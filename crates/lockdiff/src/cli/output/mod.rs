//! Output formatting utilities

use std::time::Duration;

use console::{style, Style};
use indicatif::{ProgressBar, ProgressStyle};

/// Print a success message
pub fn success(message: &str) {
    println!("{} {}", style("✓").green().bold(), message);
}

/// Print a warning message
pub fn warning(message: &str) {
    println!("{} {}", style("!").yellow().bold(), message);
}

/// Print an info message
pub fn info(message: &str) {
    println!("{} {}", style("→").blue(), message);
}

/// Create a styled header
pub fn header(text: &str) -> String {
    style(text).bold().to_string()
}

/// Create a styled key-value line
pub fn key_value(key: &str, value: &str) -> String {
    format!("  {}: {}", style(key).dim(), value)
}

/// Style for version numbers
pub fn version_style() -> Style {
    Style::new().green().bold()
}

/// Style for paths
pub fn path_style() -> Style {
    Style::new().cyan()
}

/// Start a spinner on stderr; call `finish_and_clear` when done
pub fn spinner(message: String) -> ProgressBar {
    let spinner = ProgressBar::new_spinner();
    spinner.set_style(
        ProgressStyle::with_template("{spinner:.blue} {msg}")
            .unwrap_or_else(|_| ProgressStyle::default_spinner()),
    );
    spinner.set_message(message);
    spinner.enable_steady_tick(Duration::from_millis(100));
    spinner
}
//! Release header recognition
//!
//! Four header shapes are recognized, tried in a fixed priority order. The
//! first match wins for a given line. A bracketed version may be followed by
//! a link target, as conventional-changelog writes `## [1.2.0](url) (date)`.

use regex::Regex;
use std::sync::LazyLock;

/// `## [1.2.0] - 2023-06-01`
static BRACKETED_DASH_DATE: LazyLock<Regex> = LazyLock::new(|| {
    Regex::new(
        r"^(?P<level>#{1,3})\s*\[[vV]?(?P<version>\d+\.\d+[0-9A-Za-z.+\-]*)\](?:\([^)\s]+\))?\s*[-–—]\s*(?P<date>\d{4}-\d{2}-\d{2})",
    )
    .expect("Invalid regex")
});

/// `## v1.2.0 - 2023-06-01`
static DASH_DATE: LazyLock<Regex> = LazyLock::new(|| {
    Regex::new(
        r"^(?P<level>#{1,3})\s*[vV]?(?P<version>\d+\.\d+[0-9A-Za-z.+\-]*?)\s+[-–—]\s*(?P<date>\d{4}-\d{2}-\d{2})",
    )
    .expect("Invalid regex")
});

/// `## 1.2.0 (2023-06-01)`, `## [1.2.0] (2023-06-01)` or `## [1.2.0](url) (2023-06-01)`
static PAREN_DATE: LazyLock<Regex> = LazyLock::new(|| {
    Regex::new(
        r"^(?P<level>#{1,3})\s*\[?[vV]?(?P<version>\d+\.\d+[0-9A-Za-z.+\-]*?)(?:\](?:\([^)\s]+\))?)?\s*\((?P<date>\d{4}-\d{2}-\d{2})\)",
    )
    .expect("Invalid regex")
});

/// `## 1.2.0` or `## [v1.2.0]`
static NO_DATE: LazyLock<Regex> = LazyLock::new(|| {
    Regex::new(
        r"^(?P<level>#{1,3})\s*\[?[vV]?(?P<version>\d+\.\d+[0-9A-Za-z.+\-]*?)(?:\](?:\([^)\s]+\))?)?\s*$",
    )
    .expect("Invalid regex")
});

/// Any Markdown heading
static ANY_HEADING: LazyLock<Regex> =
    LazyLock::new(|| Regex::new(r"^(?P<level>#{1,6})\s").expect("Invalid regex"));

/// A recognized release header line
#[derive(Debug, Clone, PartialEq, Eq)]
pub struct ReleaseHeader {
    /// Version text as written, without brackets or `v`
    pub version: String,
    /// Date text, when the header carries one
    pub date: Option<String>,
    /// Number of `#` characters
    pub level: usize,
}

/// Match a line against the release header shapes, in priority order
pub fn match_release_header(line: &str) -> Option<ReleaseHeader> {
    let line = line.trim_end();
    [&*BRACKETED_DASH_DATE, &*DASH_DATE, &*PAREN_DATE, &*NO_DATE]
        .into_iter()
        .find_map(|re| {
            let caps = re.captures(line)?;
            Some(ReleaseHeader {
                version: caps.name("version")?.as_str().to_string(),
                date: caps.name("date").map(|m| m.as_str().to_string()),
                level: caps.name("level")?.as_str().len(),
            })
        })
}

/// Level of a Markdown heading line, if it is one
pub fn heading_level(line: &str) -> Option<usize> {
    ANY_HEADING
        .captures(line)
        .and_then(|caps| caps.name("level"))
        .map(|m| m.as_str().len())
}

#[cfg(test)]
mod tests {
    use super::*;

    fn header(line: &str) -> (String, Option<String>) {
        let h = match_release_header(line).unwrap();
        (h.version, h.date)
    }

    #[test]
    fn test_bracketed_dash_date() {
        assert_eq!(
            header("## [1.2.0] - 2023-06-01"),
            ("1.2.0".to_string(), Some("2023-06-01".to_string()))
        );
        assert_eq!(
            header("## [v2.0.0-beta.1] – 2024-01-15 [YANKED]"),
            ("2.0.0-beta.1".to_string(), Some("2024-01-15".to_string()))
        );
    }

    #[test]
    fn test_dash_date() {
        assert_eq!(
            header("## v1.2.0 - 2023-06-01"),
            ("1.2.0".to_string(), Some("2023-06-01".to_string()))
        );
        assert_eq!(
            header("# 3.0.0-RC1 - 2023-06-01"),
            ("3.0.0-RC1".to_string(), Some("2023-06-01".to_string()))
        );
    }

    #[test]
    fn test_paren_date() {
        assert_eq!(
            header("### 1.2.0 (2023-06-01)"),
            ("1.2.0".to_string(), Some("2023-06-01".to_string()))
        );
        assert_eq!(
            header("## [1.2.0] (2023-06-01)"),
            ("1.2.0".to_string(), Some("2023-06-01".to_string()))
        );
    }

    #[test]
    fn test_linked_version() {
        assert_eq!(
            header("## [1.2.0](https://github.com/a/b/compare/v1.1.0...v1.2.0) (2023-06-01)"),
            ("1.2.0".to_string(), Some("2023-06-01".to_string()))
        );
        assert_eq!(
            header("# [2.0.0](https://github.com/a/b/compare/v1.2.0...v2.0.0) (2023-07-01)"),
            ("2.0.0".to_string(), Some("2023-07-01".to_string()))
        );
        assert_eq!(
            header("## [1.2.0](https://github.com/a/b/releases/tag/v1.2.0) - 2023-06-01"),
            ("1.2.0".to_string(), Some("2023-06-01".to_string()))
        );
        assert_eq!(
            header("### [1.1.1](https://github.com/a/b/compare/v1.1.0...v1.1.1)"),
            ("1.1.1".to_string(), None)
        );
        assert_eq!(match_release_header("# [2.0.0](https://x/y) (2023-07-01)").unwrap().level, 1);
    }

    #[test]
    fn test_no_date() {
        assert_eq!(header("## 1.2.0"), ("1.2.0".to_string(), None));
        assert_eq!(header("## [v1.2.0]"), ("1.2.0".to_string(), None));
        assert_eq!(header("## V1.2.0.3  "), ("1.2.0.3".to_string(), None));
    }

    #[test]
    fn test_level() {
        assert_eq!(match_release_header("# 1.0.0").unwrap().level, 1);
        assert_eq!(match_release_header("### 1.0.0").unwrap().level, 3);
    }

    #[test]
    fn test_non_headers() {
        assert!(match_release_header("### Added").is_none());
        assert!(match_release_header("## [Unreleased]").is_none());
        assert!(match_release_header("#### 1.0.0").is_none());
        assert!(match_release_header("- 1.0.0").is_none());
        assert!(match_release_header("## Version 1.0.0 is great").is_none());
        assert!(match_release_header("## [1.0.0](not a link) (2023-01-01)").is_none());
    }

    #[test]
    fn test_heading_level() {
        assert_eq!(heading_level("## [Unreleased]"), Some(2));
        assert_eq!(heading_level("### Added"), Some(3));
        assert_eq!(heading_level("#123 fixed"), None);
        assert_eq!(heading_level("text"), None);
    }
}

--------------------------------------------------

### What the task asks
Copy exactly the lines from the top of the entries through the line with "static BRACKETED_DASH_DATE: LazyLock<Regex>" in it, please, keeping both ends and adding nothing.

### Result of this exercise
filename crates/lockdiff/src/cli/output/mod.rs
//! Output formatting utilities

use std::time::Duration;

use console::{style, Style};
use indicatif::{ProgressBar, ProgressStyle};

/// Print a success message
pub fn success(message: &str) {
    println!("{} {}", style("✓").green().bold(), message);
}

/// Print a warning message
pub fn warning(message: &str) {
    println!("{} {}", style("!").yellow().bold(), message);
}

/// Print an info message
pub fn info(message: &str) {
    println!("{} {}", style("→").blue(), message);
}

/// Create a styled header
pub fn header(text: &str) -> String {
    style(text).bold().to_string()
}

/// Create a styled key-value line
pub fn key_value(key: &str, value: &str) -> String {
    format!("  {}: {}", style(key).dim(), value)
}

/// Style for version numbers
pub fn version_style() -> Style {
    Style::new().green().bold()
}

/// Style for paths
pub fn path_style() -> Style {
    Style::new().cyan()
}

/// Start a spinner on stderr; call `finish_and_clear` when done
pub fn spinner(message: String) -> ProgressBar {
    let spinner = ProgressBar::new_spinner();
    spinner.set_style(
        ProgressStyle::with_template("{spinner:.blue} {msg}")
            .unwrap_or_else(|_| ProgressStyle::default_spinner()),
    );
    spinner.set_message(message);
    spinner.enable_steady_tick(Duration::from_millis(100));
    spinner
}
//! Release header recognition
//!
//! Four header shapes are recognized, tried in a fixed priority order. The
//! first match wins for a given line. A bracketed version may be followed by
//! a link target, as conventional-changelog writes `## [1.2.0](url) (date)`.

use regex::Regex;
use std::sync::LazyLock;

/// `## [1.2.0] - 2023-06-01`
static BRACKETED_DASH_DATE: LazyLock<Regex> = LazyLock::new(|| {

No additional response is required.